Information supplied –
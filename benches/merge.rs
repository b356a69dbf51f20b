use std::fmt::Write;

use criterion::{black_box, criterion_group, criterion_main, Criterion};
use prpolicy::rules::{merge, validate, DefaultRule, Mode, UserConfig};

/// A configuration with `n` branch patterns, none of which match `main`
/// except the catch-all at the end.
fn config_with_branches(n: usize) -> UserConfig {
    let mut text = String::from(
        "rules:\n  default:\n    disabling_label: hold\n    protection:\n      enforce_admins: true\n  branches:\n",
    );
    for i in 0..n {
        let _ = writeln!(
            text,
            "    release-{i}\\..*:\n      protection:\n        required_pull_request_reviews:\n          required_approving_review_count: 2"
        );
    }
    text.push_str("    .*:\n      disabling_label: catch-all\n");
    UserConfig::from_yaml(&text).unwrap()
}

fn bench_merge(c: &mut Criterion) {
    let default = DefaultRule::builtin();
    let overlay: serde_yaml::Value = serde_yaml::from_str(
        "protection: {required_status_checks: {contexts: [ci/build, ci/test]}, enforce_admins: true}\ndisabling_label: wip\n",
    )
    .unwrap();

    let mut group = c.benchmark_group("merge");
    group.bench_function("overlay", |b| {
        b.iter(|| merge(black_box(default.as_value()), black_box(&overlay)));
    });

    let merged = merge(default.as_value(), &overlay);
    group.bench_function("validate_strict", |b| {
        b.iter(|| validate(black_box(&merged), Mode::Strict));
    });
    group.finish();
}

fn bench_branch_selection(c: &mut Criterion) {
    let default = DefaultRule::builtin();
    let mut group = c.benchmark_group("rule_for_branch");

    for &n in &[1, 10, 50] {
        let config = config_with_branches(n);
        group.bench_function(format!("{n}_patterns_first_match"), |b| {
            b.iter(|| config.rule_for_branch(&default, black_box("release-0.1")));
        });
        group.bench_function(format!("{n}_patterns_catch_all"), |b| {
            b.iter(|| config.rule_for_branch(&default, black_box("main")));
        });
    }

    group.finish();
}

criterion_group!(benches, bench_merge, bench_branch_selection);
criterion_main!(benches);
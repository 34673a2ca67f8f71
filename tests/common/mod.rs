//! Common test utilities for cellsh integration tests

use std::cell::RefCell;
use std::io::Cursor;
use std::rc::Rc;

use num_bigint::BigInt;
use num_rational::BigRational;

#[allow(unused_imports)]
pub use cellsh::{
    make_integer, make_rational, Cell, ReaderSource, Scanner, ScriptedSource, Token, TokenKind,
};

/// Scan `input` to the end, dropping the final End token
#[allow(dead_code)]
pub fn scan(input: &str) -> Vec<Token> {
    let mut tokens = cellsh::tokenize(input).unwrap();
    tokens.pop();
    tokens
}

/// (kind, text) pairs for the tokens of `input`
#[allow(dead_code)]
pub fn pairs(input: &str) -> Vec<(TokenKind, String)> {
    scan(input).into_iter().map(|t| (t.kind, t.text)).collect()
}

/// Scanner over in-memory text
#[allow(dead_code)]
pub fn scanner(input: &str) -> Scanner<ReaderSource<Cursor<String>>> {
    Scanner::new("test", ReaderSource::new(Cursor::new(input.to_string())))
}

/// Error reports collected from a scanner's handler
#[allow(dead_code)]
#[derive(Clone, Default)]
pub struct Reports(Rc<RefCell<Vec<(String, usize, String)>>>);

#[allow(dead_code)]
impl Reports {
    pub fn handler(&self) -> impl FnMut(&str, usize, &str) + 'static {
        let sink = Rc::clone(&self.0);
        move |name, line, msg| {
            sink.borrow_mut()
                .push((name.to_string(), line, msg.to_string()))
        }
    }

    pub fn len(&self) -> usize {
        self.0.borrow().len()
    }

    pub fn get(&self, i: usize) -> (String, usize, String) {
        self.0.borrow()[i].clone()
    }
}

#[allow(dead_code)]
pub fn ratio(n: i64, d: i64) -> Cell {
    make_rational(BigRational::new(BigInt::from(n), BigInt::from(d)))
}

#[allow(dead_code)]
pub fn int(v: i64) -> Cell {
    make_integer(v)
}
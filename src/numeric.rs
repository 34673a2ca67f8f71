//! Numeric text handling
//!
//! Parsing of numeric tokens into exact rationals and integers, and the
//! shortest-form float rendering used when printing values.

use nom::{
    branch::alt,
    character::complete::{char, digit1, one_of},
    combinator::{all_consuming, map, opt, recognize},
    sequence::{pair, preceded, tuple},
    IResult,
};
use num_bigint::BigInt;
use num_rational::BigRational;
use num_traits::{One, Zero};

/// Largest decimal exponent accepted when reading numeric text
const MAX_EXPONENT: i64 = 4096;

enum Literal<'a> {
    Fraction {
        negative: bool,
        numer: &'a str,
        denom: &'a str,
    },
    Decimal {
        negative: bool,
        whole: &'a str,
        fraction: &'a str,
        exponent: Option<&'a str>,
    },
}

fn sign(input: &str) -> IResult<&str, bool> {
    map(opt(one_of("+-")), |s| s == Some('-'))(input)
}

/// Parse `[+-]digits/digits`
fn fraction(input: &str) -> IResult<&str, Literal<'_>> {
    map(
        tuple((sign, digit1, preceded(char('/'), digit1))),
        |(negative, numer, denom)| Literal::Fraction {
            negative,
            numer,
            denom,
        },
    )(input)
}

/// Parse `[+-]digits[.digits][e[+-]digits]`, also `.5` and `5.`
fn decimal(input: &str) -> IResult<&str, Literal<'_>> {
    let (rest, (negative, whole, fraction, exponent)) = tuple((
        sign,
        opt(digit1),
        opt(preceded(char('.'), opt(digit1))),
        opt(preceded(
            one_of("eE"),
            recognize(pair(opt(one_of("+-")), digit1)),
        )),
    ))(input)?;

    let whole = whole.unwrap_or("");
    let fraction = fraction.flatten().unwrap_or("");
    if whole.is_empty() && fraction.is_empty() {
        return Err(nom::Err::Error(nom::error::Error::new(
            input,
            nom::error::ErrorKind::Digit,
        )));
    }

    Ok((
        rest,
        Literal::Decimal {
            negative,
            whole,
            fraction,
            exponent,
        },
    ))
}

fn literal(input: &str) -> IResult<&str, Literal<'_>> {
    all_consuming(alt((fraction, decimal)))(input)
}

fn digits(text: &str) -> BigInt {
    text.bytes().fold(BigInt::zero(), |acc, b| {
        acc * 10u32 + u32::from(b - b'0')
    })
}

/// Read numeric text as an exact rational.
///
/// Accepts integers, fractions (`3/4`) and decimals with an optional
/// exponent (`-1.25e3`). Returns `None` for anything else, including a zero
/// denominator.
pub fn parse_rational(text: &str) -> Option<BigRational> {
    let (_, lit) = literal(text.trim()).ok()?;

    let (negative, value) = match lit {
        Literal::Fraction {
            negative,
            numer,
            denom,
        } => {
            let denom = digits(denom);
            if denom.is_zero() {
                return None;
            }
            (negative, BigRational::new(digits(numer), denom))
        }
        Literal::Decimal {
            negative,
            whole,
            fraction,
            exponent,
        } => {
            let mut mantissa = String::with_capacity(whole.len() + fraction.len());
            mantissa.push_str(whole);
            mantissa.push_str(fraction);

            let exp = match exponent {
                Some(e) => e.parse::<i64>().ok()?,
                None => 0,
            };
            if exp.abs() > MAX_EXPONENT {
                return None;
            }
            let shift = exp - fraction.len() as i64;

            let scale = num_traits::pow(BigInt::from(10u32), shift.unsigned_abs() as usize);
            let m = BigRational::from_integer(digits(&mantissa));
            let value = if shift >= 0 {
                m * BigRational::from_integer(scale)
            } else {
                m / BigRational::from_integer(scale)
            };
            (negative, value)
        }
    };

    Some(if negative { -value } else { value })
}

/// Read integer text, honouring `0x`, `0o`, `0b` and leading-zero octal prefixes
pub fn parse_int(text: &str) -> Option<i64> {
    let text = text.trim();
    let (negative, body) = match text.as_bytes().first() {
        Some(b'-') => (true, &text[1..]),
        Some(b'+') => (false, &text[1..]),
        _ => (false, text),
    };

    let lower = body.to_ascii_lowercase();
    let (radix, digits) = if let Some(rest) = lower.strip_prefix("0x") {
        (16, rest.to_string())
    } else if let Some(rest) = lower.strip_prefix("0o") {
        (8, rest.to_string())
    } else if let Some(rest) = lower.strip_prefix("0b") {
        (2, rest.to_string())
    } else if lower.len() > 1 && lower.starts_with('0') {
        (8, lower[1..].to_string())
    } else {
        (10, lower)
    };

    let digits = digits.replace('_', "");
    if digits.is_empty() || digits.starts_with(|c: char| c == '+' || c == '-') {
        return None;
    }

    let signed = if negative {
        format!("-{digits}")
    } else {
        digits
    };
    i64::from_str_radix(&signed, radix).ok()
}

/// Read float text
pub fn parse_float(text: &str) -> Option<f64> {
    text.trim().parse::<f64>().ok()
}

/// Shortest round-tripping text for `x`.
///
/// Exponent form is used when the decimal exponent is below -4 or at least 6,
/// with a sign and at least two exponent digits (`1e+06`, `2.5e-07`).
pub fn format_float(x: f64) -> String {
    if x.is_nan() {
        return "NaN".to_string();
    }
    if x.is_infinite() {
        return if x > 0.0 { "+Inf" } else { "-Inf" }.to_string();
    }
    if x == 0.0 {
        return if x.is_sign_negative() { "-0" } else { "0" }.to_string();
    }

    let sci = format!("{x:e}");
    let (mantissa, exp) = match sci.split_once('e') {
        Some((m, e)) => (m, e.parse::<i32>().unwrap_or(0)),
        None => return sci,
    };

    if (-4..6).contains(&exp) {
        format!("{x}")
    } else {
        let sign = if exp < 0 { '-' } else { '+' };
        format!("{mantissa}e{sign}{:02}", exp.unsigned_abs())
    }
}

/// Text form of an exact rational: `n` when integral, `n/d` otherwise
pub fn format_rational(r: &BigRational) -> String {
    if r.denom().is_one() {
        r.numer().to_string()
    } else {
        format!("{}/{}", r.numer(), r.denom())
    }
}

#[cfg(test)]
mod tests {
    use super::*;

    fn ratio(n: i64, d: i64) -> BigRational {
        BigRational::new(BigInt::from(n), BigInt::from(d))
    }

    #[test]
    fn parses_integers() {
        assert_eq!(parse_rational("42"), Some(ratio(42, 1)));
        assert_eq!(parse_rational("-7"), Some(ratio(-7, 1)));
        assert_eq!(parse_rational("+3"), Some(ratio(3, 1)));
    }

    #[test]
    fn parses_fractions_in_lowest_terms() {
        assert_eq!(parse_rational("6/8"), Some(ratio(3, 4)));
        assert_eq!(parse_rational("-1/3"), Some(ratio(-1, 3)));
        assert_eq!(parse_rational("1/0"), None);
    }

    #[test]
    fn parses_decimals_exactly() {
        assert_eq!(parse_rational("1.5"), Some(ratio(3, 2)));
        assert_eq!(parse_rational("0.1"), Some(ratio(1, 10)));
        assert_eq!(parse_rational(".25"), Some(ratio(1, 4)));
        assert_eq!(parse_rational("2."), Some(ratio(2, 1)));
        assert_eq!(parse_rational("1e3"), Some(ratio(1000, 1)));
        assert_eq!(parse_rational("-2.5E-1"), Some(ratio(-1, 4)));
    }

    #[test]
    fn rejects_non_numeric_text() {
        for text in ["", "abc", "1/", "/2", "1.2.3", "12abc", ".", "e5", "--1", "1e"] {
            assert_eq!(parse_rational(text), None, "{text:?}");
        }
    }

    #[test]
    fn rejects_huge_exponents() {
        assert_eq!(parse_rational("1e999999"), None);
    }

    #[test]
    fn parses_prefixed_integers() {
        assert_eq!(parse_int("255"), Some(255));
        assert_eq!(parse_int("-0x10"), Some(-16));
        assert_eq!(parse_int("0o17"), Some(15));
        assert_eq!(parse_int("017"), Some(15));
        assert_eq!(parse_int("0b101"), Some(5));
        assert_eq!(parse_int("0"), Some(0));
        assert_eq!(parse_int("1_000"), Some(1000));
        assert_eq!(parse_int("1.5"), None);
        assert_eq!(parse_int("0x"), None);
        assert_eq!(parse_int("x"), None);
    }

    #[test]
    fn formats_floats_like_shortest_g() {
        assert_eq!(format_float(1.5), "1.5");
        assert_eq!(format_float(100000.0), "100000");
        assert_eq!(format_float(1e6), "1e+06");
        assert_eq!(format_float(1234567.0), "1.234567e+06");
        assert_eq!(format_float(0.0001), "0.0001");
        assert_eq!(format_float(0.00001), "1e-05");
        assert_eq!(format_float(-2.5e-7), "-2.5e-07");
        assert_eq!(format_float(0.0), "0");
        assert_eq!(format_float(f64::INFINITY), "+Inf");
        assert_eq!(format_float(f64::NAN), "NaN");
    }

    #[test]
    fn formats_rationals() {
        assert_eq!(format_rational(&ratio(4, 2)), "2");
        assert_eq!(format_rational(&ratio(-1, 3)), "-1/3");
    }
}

Your objective – Return exactly the leading lines of the listing, stopping after the line in which "let mut text" occurs.

Solution for this task –
filename benches/merge.rs
repository b356a69dbf51f20b
use std::fmt::Write;

use criterion::{black_box, criterion_group, criterion_main, Criterion};
use prpolicy::rules::{merge, validate, DefaultRule, Mode, UserConfig};

/// A configuration with `n` branch patterns, none of which match `main`
/// except the catch-all at the end.
fn config_with_branches(n: usize) -> UserConfig {
    let mut text = String::from(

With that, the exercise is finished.